**Records for the task**
━━━━━━━━━━

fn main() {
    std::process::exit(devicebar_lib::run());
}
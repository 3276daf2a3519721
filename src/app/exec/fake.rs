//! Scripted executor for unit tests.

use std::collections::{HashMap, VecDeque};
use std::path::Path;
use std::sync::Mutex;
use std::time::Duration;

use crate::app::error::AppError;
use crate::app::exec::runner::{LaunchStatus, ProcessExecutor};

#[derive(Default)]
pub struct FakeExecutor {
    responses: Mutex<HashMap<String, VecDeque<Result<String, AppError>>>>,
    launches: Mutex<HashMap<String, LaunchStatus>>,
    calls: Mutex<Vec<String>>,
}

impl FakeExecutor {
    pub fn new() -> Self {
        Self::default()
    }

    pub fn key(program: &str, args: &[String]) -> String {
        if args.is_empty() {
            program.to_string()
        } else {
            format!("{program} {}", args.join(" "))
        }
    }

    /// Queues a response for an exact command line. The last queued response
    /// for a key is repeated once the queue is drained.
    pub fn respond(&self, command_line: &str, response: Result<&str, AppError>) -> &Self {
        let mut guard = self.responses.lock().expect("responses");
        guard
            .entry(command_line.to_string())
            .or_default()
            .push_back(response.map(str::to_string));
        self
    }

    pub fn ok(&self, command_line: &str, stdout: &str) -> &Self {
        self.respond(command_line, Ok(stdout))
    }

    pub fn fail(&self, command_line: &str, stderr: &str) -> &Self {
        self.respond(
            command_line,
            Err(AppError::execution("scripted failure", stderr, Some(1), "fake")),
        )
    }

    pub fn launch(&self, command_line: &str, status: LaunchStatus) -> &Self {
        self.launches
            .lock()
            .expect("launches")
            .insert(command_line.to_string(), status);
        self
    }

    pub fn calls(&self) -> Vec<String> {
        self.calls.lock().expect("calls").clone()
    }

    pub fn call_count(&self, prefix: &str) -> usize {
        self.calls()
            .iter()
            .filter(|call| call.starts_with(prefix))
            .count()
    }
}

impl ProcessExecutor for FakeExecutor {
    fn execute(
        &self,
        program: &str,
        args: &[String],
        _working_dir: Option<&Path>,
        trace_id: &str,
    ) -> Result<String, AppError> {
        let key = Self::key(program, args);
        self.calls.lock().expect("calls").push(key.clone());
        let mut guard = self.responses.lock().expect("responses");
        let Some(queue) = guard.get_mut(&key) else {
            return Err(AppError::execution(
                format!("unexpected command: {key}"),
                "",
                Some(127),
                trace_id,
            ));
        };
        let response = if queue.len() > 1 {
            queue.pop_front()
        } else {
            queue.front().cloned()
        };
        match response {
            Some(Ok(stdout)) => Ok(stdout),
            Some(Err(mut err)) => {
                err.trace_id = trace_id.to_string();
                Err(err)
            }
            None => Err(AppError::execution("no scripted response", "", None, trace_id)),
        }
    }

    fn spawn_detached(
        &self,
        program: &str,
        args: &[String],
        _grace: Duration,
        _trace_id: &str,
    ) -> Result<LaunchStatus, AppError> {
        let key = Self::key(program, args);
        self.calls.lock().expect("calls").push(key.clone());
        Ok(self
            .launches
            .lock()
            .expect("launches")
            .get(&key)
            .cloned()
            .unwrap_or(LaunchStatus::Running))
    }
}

━━━━━━━━━━

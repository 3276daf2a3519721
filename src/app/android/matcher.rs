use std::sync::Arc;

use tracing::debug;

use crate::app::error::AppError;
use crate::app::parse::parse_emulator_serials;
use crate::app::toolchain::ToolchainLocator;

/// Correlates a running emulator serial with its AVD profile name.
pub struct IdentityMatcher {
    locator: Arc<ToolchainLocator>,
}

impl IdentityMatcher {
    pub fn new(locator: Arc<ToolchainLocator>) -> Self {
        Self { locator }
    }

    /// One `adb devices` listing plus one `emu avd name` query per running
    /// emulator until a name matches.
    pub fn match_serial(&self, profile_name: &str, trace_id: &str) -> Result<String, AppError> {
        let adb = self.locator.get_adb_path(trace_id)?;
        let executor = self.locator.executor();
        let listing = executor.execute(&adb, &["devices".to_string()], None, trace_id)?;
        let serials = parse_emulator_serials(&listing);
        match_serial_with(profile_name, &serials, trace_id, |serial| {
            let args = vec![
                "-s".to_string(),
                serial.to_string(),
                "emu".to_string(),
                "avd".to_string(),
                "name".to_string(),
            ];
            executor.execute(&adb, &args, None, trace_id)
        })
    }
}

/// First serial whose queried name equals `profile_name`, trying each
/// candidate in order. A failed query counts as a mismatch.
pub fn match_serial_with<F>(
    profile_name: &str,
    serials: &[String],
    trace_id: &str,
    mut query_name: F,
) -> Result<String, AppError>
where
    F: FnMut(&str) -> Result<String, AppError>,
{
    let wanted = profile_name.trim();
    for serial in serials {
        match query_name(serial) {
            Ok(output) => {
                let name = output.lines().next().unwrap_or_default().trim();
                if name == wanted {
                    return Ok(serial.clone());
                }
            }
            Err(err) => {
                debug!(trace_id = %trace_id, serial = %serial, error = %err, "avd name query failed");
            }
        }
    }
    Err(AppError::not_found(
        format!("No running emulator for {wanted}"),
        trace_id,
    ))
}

━━━━━━━━━━

**Task to carry out**
Reproduce exactly, and with no other material, the lines between those holding "pub struct FakeExecutor" and "queue is drained.", inclusive.

**Result of the exercise**
pub struct FakeExecutor {
    responses: Mutex<HashMap<String, VecDeque<Result<String, AppError>>>>,
    launches: Mutex<HashMap<String, LaunchStatus>>,
    calls: Mutex<Vec<String>>,
}

impl FakeExecutor {
    pub fn new() -> Self {
        Self::default()
    }

    pub fn key(program: &str, args: &[String]) -> String {
        if args.is_empty() {
            program.to_string()
        } else {
            format!("{program} {}", args.join(" "))
        }
    }

    /// Queues a response for an exact command line. The last queued response
    /// for a key is repeated once the queue is drained.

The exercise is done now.